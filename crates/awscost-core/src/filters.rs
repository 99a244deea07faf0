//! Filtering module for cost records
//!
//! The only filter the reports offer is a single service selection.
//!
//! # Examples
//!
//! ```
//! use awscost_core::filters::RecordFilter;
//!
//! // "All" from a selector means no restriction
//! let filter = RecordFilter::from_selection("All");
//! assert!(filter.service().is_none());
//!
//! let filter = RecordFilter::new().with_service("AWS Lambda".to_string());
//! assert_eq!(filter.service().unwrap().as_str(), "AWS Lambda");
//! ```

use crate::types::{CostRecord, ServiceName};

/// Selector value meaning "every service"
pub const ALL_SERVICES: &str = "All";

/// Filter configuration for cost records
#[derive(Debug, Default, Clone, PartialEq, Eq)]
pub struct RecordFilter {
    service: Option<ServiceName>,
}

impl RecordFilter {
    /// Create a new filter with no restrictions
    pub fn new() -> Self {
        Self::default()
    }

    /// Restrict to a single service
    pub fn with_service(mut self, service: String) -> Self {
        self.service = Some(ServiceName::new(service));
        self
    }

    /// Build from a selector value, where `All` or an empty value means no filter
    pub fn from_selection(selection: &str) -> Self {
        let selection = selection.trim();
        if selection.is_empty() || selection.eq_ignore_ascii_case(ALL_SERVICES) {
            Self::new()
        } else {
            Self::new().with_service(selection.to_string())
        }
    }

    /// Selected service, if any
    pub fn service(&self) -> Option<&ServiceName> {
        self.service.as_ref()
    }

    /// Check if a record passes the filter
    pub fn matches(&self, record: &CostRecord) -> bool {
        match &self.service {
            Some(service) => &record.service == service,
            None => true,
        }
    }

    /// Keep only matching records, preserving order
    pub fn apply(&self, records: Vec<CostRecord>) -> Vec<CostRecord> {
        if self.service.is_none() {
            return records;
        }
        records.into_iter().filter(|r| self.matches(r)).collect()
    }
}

» WORK ITEM
From the records above, copy every line that includes the word "RecordFilter".

» TASK OUTPUT
//! use awscost_core::filters::RecordFilter;
//! let filter = RecordFilter::from_selection("All");
//! let filter = RecordFilter::new().with_service("AWS Lambda".to_string());
pub struct RecordFilter {
impl RecordFilter {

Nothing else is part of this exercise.